RIMPAC naval exercises start up

Thousands of military personnel from 22 countries have begun a month of RIMPAC naval exercises and, for the first time, China is involved in the effort.

A hospital ship, the Ark Peace, was deployed from China to the Philippines following the devastating typhoon there. It is a floating hospital complete with operating rooms, a dentist office and an opthalmology center. The ship even has lifeboats that can secure patients in the event of a problem on board.

While the visit to the hospital ship was very cordial and welcoming, another Chinese ship, not so much. Photo opportunities were limited and no one on board was available to speak with the media.

The naval ship in question is called an escort vessel. It is often used to bring merchant ships into Chinese harbors to prevent piracy.

Japan is also well represented during RIMPAC.

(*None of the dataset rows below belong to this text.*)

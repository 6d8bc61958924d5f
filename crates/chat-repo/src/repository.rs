//! The repository (C4): a narrow CRUD interface over users, sessions,
//! rooms, members, messages, and the nonce ledger (C3). The core consumes
//! this trait rather than a concrete SQL engine.

use crate::error::RepoError;
use crate::models::{MemberView, MessageView, Room, Session, User};

pub trait Repository: Send + Sync {
    // ── Users ──────────────────────────────────────────────────────────
    fn find_user_by_email(&self, email: &str) -> Result<Option<User>, RepoError>;
    fn find_user_by_user_id(&self, user_id: &str) -> Result<Option<User>, RepoError>;
    /// Looks a user up by surrogate primary key — used when a handler
    /// already holds a `user_pk` (session binding, membership row) and
    /// needs the full row.
    fn find_user_by_pk(&self, user_pk: i64) -> Result<Option<User>, RepoError>;
    /// Auto-provisions a user with no password, non-admin, per LOGIN semantics.
    fn insert_user(&self, email: &str, name: &str) -> Result<User, RepoError>;
    fn touch_user(&self, user_pk: i64) -> Result<(), RepoError>;

    // ── Sessions ───────────────────────────────────────────────────────
    fn insert_session(&self, session_id: &str, session_key_hex: &str) -> Result<Session, RepoError>;
    fn find_session_by_session_id(&self, session_id: &str) -> Result<Option<Session>, RepoError>;
    fn bind_session_user(&self, session_id: &str, user_pk: i64) -> Result<(), RepoError>;
    fn clear_session_user(&self, session_id: &str) -> Result<(), RepoError>;
    fn touch_session(&self, session_id: &str, timestamp: i64) -> Result<(), RepoError>;
    /// Deletes sessions whose `last_active_at` is older than `threshold`
    /// (a unix timestamp).
    fn purge_stale_sessions(&self, threshold: i64) -> Result<(), RepoError>;

    // ── Nonce ledger (C3) ──────────────────────────────────────────────
    fn nonce_seen(&self, session_pk: i64, nonce_hex: &str) -> Result<bool, RepoError>;
    fn insert_nonce(&self, session_pk: i64, nonce_hex: &str) -> Result<(), RepoError>;

    // ── Rooms ──────────────────────────────────────────────────────────
    fn find_room_by_name(&self, name: &str) -> Result<Option<Room>, RepoError>;
    fn find_room_by_room_id(&self, room_id: &str) -> Result<Option<Room>, RepoError>;
    fn insert_room(&self, name: &str) -> Result<Room, RepoError>;
    fn delete_room(&self, room_pk: i64) -> Result<(), RepoError>;
    fn touch_room(&self, room_pk: i64) -> Result<(), RepoError>;
    fn list_rooms(&self) -> Result<Vec<Room>, RepoError>;
    /// Most recently active room a user is a member of, if any.
    fn find_active_room_for_user(&self, user_pk: i64) -> Result<Option<Room>, RepoError>;

    // ── Membership ─────────────────────────────────────────────────────
    fn is_member(&self, room_pk: i64, user_pk: i64) -> Result<bool, RepoError>;
    fn insert_member(&self, room_pk: i64, user_pk: i64, is_admin: bool) -> Result<(), RepoError>;
    fn remove_member(&self, room_pk: i64, user_pk: i64) -> Result<(), RepoError>;
    /// User *primary keys* of every remaining member of a room.
    fn member_user_pks(&self, room_pk: i64) -> Result<Vec<i64>, RepoError>;
    fn list_members(&self, room_pk: i64) -> Result<Vec<MemberView>, RepoError>;

    // ── Messages ───────────────────────────────────────────────────────
    fn insert_message(
        &self,
        room_pk: i64,
        user_pk: i64,
        content: &str,
        is_announcement: bool,
    ) -> Result<MessageView, RepoError>;
    /// Up to `limit` most recent messages, returned **oldest-first**
    /// (normalized here so every caller — LIST_MESSAGES and AI_MESSAGE
    /// context alike — sees a consistent chronological order).
    fn last_messages(&self, room_id: &str, limit: i64) -> Result<Vec<MessageView>, RepoError>;
}
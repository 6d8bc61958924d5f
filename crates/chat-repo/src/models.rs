//! Row types returned by the repository (C4): users, sessions, rooms,
//! memberships, and messages.

#[derive(Debug, Clone)]
pub struct User {
    pub id: i64,
    pub user_id: String,
    pub name: String,
    pub email: String,
    pub password: Option<String>,
    pub is_admin: bool,
    pub created_at: i64,
    pub updated_at: i64,
    pub last_active_at: Option<i64>,
}

#[derive(Debug, Clone)]
pub struct Session {
    pub id: i64,
    pub session_id: String,
    pub user_id: Option<i64>,
    pub session_key: Option<String>,
    pub created_at: i64,
    pub last_active_at: Option<i64>,
}

#[derive(Debug, Clone)]
pub struct Room {
    pub id: i64,
    pub room_id: String,
    pub name: String,
    pub is_private: bool,
    pub created_at: i64,
    pub last_active_at: Option<i64>,
}

#[derive(Debug, Clone)]
pub struct Member {
    pub room_id: i64,
    pub user_id: i64,
    pub is_admin: bool,
    pub joined_at: i64,
}

/// A member row joined against its user, as returned by `list_members`.
#[derive(Debug, Clone)]
pub struct MemberView {
    pub user_id: String,
    pub name: String,
    pub is_admin: bool,
    pub joined_at: i64,
}

#[derive(Debug, Clone)]
pub struct Message {
    pub id: i64,
    pub room_id: i64,
    pub user_id: i64,
    pub content: String,
    pub is_announcement: bool,
    pub created_at: i64,
}

/// A message row joined against its author, as returned by `last_messages`.
#[derive(Debug, Clone)]
pub struct MessageView {
    pub id: i64,
    pub room_id: String,
    pub sender_user_id: String,
    pub sender_name: String,
    pub content: String,
    pub is_announcement: bool,
    pub created_at: i64,
}

pub fn unix_now() -> i64 {
    std::time::SystemTime::now()
        .duration_since(std::time::UNIX_EPOCH)
        .expect("system clock before unix epoch")
        .as_secs() as i64
}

Lt. Commander Naohiro Watanabe said “this RIMPAC has very many participants so we can (talk to each other) so, yeah, it’s very good.”

Major Steve Neta of the Royal Canadian Air Force echoed that sentiment.

“That’s exactly it,” he said. “It’s about cooperation, communication, building relationships and partnerships in an area of the world that all of these nations have a vested interest.”

Like the aforementioned typhoon that hit the Philippines, Major Neta said the next disaster can strike at any time and call on all the resources of the RIMPAC partners.

“And we do humanitarian assistance and disaster response as part in the exercise, so you have a lot of these nations getting a chance to practice in a controlled environment. It just makes things easier when you have to do it in real life.”

When Lt. Commander Watanabe was asked if he was happy to be in Hawaii, he said “yes, of course.”

“Hawaii, daijobu?”

“Yes, daijobu. It’s a very beautiful sight.”